Luckily some of us do not have symptoms as aggressive as your wife’s, although we all struggle on a daily basis. Yes we try to keep going and keep smiling. No choice really. And we work hard at keeping each other positive. As I’m sure you know, it’s easy to be isolated with this damned MS… so our friendship on here means a lot to us.
Once again I’m sorry things are so bad for your wife and you. I’m aware there is nothing I can say to improve things for you. I only wish there was.
Sorry to hear that your wife’s ppms makes her so poorly, it must be extremely hard
for all of you. This is a c**p illness, which affects everyone differently, and yes, life
is hard, but we have no choice, and mentally for me is easier if I try to be positive
rather than negative, but sometimes that is harder than others, in fact, somedays
nigh on impossible.
I wish I had some words of wisdom for you and your family, but I don’t, apart from
letting you know we are all here and send you some (((((((((((hugs)))))))))))) to let
you know I am thinking of you all.
Hi Anon Just want to echo what Pam and Pat say - it is a foul illness but we have to get up every day and keep going. There is no other choice. I feel your despair over the plight your wife and also therefore you are in - it’s awful. I hope you have a friend or a family member that you can unburden to. Don’t take all the pain and responsibility on your own shoulders - try to share. You have children, they are worth getting up every day for. I wish I could help, but I’m thinking of you all, Teresa xx
Hi, I`m so sorry to hear how bad things are for you and your wife and family.
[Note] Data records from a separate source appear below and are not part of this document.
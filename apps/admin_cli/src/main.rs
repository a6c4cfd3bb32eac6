use std::{path::PathBuf, sync::Arc};

use admin_core::{
    dashboard::{pending_reports, recent_pets, recent_users},
    list_breeds, project_page, AccessValidator, ActionDispatcher, AdminPrincipal, BreedDraft,
    DashboardStats, DisplayRow, ListController, PetUpdate, ReportDecision, ReportTally,
    RowActions, Session, UserUpdate,
};
use anyhow::{bail, Context, Result};
use chrono::Utc;
use clap::{Args, Parser, Subcommand};
use gateway::{Gateway, RestGateway};
use shared::{
    domain::{DeletionRequest, Foundation, Pet, Report, Role, User},
    entity::{
        DeletionRequestField, Entity, FoundationField, PetField, ReportField, UserField,
    },
};
use tracing::info;
use tracing_subscriber::EnvFilter;

mod config;
mod output;

use config::{load_settings, Overrides};

#[derive(Parser, Debug)]
#[command(name = "petadmin", version, about = "Back-office console for the pet platform")]
struct Cli {
    /// Config file; defaults to ./petadmin.toml when present.
    #[arg(long, global = true)]
    config: Option<PathBuf>,
    #[arg(long, global = true)]
    backend_url: Option<String>,
    #[arg(long, global = true)]
    api_key: Option<String>,
    /// Access token of the signed-in admin session.
    #[arg(long, global = true)]
    access_token: Option<String>,
    #[command(subcommand)]
    command: Command,
}

#[derive(Subcommand, Debug)]
enum Command {
    /// Headline tallies, the newest profiles and pets, and pending reports.
    Stats,
    #[command(subcommand)]
    Users(UserCommand),
    #[command(subcommand)]
    Pets(PetCommand),
    #[command(subcommand)]
    Reports(ReportCommand),
    /// Shelters waiting for verification.
    #[command(subcommand)]
    Foundations(FoundationCommand),
    /// Account deletion requests.
    #[command(subcommand)]
    Deletions(DeletionCommand),
    /// Breed catalogue.
    #[command(subcommand)]
    Breeds(BreedCommand),
}

#[derive(Args, Debug)]
struct PageArg {
    #[arg(long, default_value_t = 1)]
    page: usize,
}

#[derive(Subcommand, Debug)]
enum UserCommand {
    List {
        #[arg(long)]
        search: Option<String>,
        #[arg(long)]
        role: Option<String>,
        #[arg(long)]
        country: Option<String>,
        #[command(flatten)]
        page: PageArg,
    },
    Edit {
        id: String,
        #[arg(long)]
        username: String,
        #[arg(long)]
        role: Option<String>,
        #[arg(long)]
        trust_score: Option<i32>,
        #[arg(long)]
        country: Option<String>,
        #[arg(long)]
        city: Option<String>,
        /// Required when the edit changes the role.
        #[arg(long)]
        yes: bool,
    },
    Ban {
        id: String,
        #[arg(long)]
        yes: bool,
    },
    Unban {
        id: String,
    },
    /// Toggles the manual veterinarian verification.
    Verify {
        id: String,
    },
    Delete {
        id: String,
        #[arg(long)]
        yes: bool,
    },
}

#[derive(Subcommand, Debug)]
enum PetCommand {
    List {
        #[arg(long)]
        search: Option<String>,
        #[arg(long)]
        species: Option<String>,
        #[arg(long, value_parser = ["all", "lost", "adopted", "normal"])]
        status: Option<String>,
        #[command(flatten)]
        page: PageArg,
    },
    Edit {
        id: String,
        #[arg(long)]
        name: String,
        #[arg(long)]
        species: Option<String>,
        #[arg(long)]
        breed: Option<String>,
        #[arg(long)]
        gender: Option<String>,
        #[arg(long)]
        bio: Option<String>,
        #[arg(long)]
        lost: bool,
        #[arg(long)]
        adopted: bool,
    },
    Delete {
        id: String,
        #[arg(long)]
        yes: bool,
    },
}

#[derive(Subcommand, Debug)]
enum ReportCommand {
    List {
        #[arg(long, value_parser = ["all", "pending", "resolved", "dismissed"])]
        status: Option<String>,
        #[arg(long, value_parser = ["all", "post", "comment"])]
        content_type: Option<String>,
        #[command(flatten)]
        page: PageArg,
    },
    Resolve {
        id: String,
    },
    Dismiss {
        id: String,
        #[arg(long)]
        yes: bool,
    },
    /// Lowers the reported user's trust score and resolves the report.
    Warn {
        id: String,
    },
    /// Deletes the reported post or comment and resolves the report.
    DeleteContent {
        id: String,
        #[arg(long)]
        yes: bool,
    },
    /// Bans the reported user and resolves the report.
    Ban {
        id: String,
        #[arg(long)]
        yes: bool,
    },
}

#[derive(Subcommand, Debug)]
enum FoundationCommand {
    List {
        #[arg(long)]
        search: Option<String>,
        #[arg(long, value_parser = ["all", "pending", "approved", "rejected"])]
        status: Option<String>,
        #[command(flatten)]
        page: PageArg,
    },
    /// Approves the foundation and gives its owner the foundation role.
    Approve {
        id: String,
        #[arg(long)]
        yes: bool,
    },
    Reject {
        id: String,
        /// Shown to the applicant.
        #[arg(long, default_value = "")]
        reason: String,
    },
}

#[derive(Subcommand, Debug)]
enum DeletionCommand {
    List {
        #[arg(long, value_parser = ["all", "pending", "completed", "rejected"])]
        status: Option<String>,
        #[command(flatten)]
        page: PageArg,
    },
    /// Permanently deletes the requesting account.
    Process {
        id: String,
        #[arg(long)]
        yes: bool,
    },
    Reject {
        id: String,
    },
}

#[derive(Subcommand, Debug)]
enum BreedCommand {
    List,
    Add {
        name: String,
        #[arg(long, default_value = "dog")]
        species: String,
    },
    Update {
        id: String,
        #[arg(long)]
        name: String,
        #[arg(long)]
        species: String,
        #[arg(long)]
        inactive: bool,
    },
    Delete {
        id: String,
        #[arg(long)]
        yes: bool,
    },
}

struct Console {
    gateway: Arc<dyn Gateway>,
    dispatcher: ActionDispatcher,
}

#[tokio::main]
async fn main() -> Result<()> {
    let filter = EnvFilter::try_from_default_env().unwrap_or_else(|_| EnvFilter::new("info"));
    tracing_subscriber::fmt()
        .with_env_filter(filter)
        .with_writer(std::io::stderr)
        .init();
    let cli = Cli::parse();

    let mut settings = load_settings(cli.config.as_deref())?;
    settings.apply_overrides(Overrides {
        backend_url: cli.backend_url,
        api_key: cli.api_key,
        access_token: cli.access_token,
    });
    let gateway: Arc<dyn Gateway> = Arc::new(
        RestGateway::new(settings.gateway_config()?).context("failed to set up store client")?,
    );

    let session = settings
        .access_token
        .as_deref()
        .map(Session::from_access_token)
        .transpose()?;
    let (principal, audit) = AccessValidator::new(gateway.clone())
        .sign_in(
            session.as_ref(),
            Utc::now(),
            Some(settings.user_agent.clone()),
        )
        .await
        .context("admin access denied")?;
    info!(user_id = %principal.user_id, role = principal.role.as_str(), "signed in");

    let console = Console {
        dispatcher: ActionDispatcher::new(gateway.clone(), audit),
        gateway,
    };

    match cli.command {
        Command::Stats => console.stats(&principal).await,
        Command::Users(command) => console.users(command).await,
        Command::Pets(command) => console.pets(command).await,
        Command::Reports(command) => console.reports(command).await,
        Command::Foundations(command) => console.foundations(command).await,
        Command::Deletions(command) => console.deletions(command).await,
        Command::Breeds(command) => console.breeds(command).await,
    }
}

fn confirm(yes: bool, what: &str) -> Result<()> {
    if !yes {
        bail!("refusing to {what} without --yes");
    }
    Ok(())
}

/// Role changes alter what a user may do, so they are confirmed like deletions.
fn confirm_user_edit(id: &str, role: Option<Role>, yes: bool) -> Result<()> {
    match role {
        Some(role) => confirm(
            yes,
            &format!("change the role of user {id} to {}", role.as_str()),
        ),
        None => Ok(()),
    }
}

fn removal_message(noun: &str, id: &str, removed: bool) -> String {
    if removed {
        format!("deleted {noun} {id}")
    } else {
        format!("no {noun} matched {id}; nothing was deleted")
    }
}

fn print_panel(title: &str, empty: &str, rows: &[DisplayRow]) {
    println!("\n{title}");
    if rows.is_empty() {
        println!("{empty}");
    } else {
        print!("{}", output::render_table(rows));
    }
}
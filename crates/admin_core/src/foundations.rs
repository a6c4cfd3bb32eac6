use chrono::Utc;
use gateway::Record;
use serde_json::json;
use shared::{
    domain::{Foundation, Role, User},
    error::ValidationError,
};
use tracing::info;

use crate::actions::{ActionDispatcher, DispatchError};

impl ActionDispatcher {
    /// Approves a foundation and turns its owner into a verified foundation profile.
    pub async fn approve_foundation(
        &self,
        foundation_id: &str,
    ) -> Result<Foundation, DispatchError> {
        let foundation = self.require_by_id::<Foundation>(foundation_id).await?;
        let owner = foundation
            .user_id
            .clone()
            .ok_or_else(|| ValidationError::new("user_id", "foundation has no owner profile"))?;

        let mut payload = Record::new();
        payload.insert("status".into(), json!("approved"));
        payload.insert("verified_at".into(), json!(Utc::now().to_rfc3339()));
        let approved = self
            .update_typed::<Foundation>(foundation_id, payload)
            .await?;

        let mut promotion = Record::new();
        promotion.insert("role".into(), json!(Role::Foundation.as_str()));
        promotion.insert("is_verified".into(), json!(true));
        self.update_typed::<User>(owner.as_str(), promotion).await?;

        info!(foundation_id, user_id = %owner, "foundation approved");
        self.audit()
            .record(
                "FOUNDATION_APPROVED",
                json!({ "foundationId": foundation_id, "userId": owner.as_str() }),
            )
            .await;
        Ok(approved)
    }

    pub async fn reject_foundation(
        &self,
        foundation_id: &str,
        reason: &str,
    ) -> Result<Foundation, DispatchError> {
        let reason = reason.trim();
        let mut payload = Record::new();
        payload.insert("status".into(), json!("rejected"));
        payload.insert("rejection_reason".into(), json!(reason));
        let rejected = self
            .update_typed::<Foundation>(foundation_id, payload)
            .await?;

        self.audit()
            .record(
                "FOUNDATION_REJECTED",
                json!({ "foundationId": foundation_id, "reason": reason }),
            )
            .await;
        Ok(rejected)
    }
}

#[cfg(test)]
#[path = "tests/foundations_tests.rs"]
mod tests;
But one thing I really must comment on…prognosis of 6 years…what? I believe no-one can give a prognosis on MS. I think it was wrong of your wife`s neuro to say this. It has obviously done you no good to be told this.
Yes, PPMS can be such a cruel tormentor.
Are you her main carer? If so, you are entitled to a carer
s assessment of your needs. Sounds to me like you really need someone to help you with her care, if you dont already have that.
Waiting for death is so so sad.
I’m like the anon poster - my hubby is 43 - our lovely GP has agreed (off the record) that based on his progression so far he probably has 5 years max left. All the same issues as the first poster - cognitive issues being the hardest to handle when you have 2 small children too. Carer’s assessment? Don’t make me laugh - they tell me because my husband refuses to go to respite that’s it - it’s his choice. What happened to me and the kids’ choice just to have a break? I find it VERY difficult to keep smiling - I do, but that’s for the kids. What do I have to smile about other than them? They gave me carers 4 times a day - then tell me we have to pay £700/month to pay for them - oh, I’ll just not pay the mortgage then, shall I??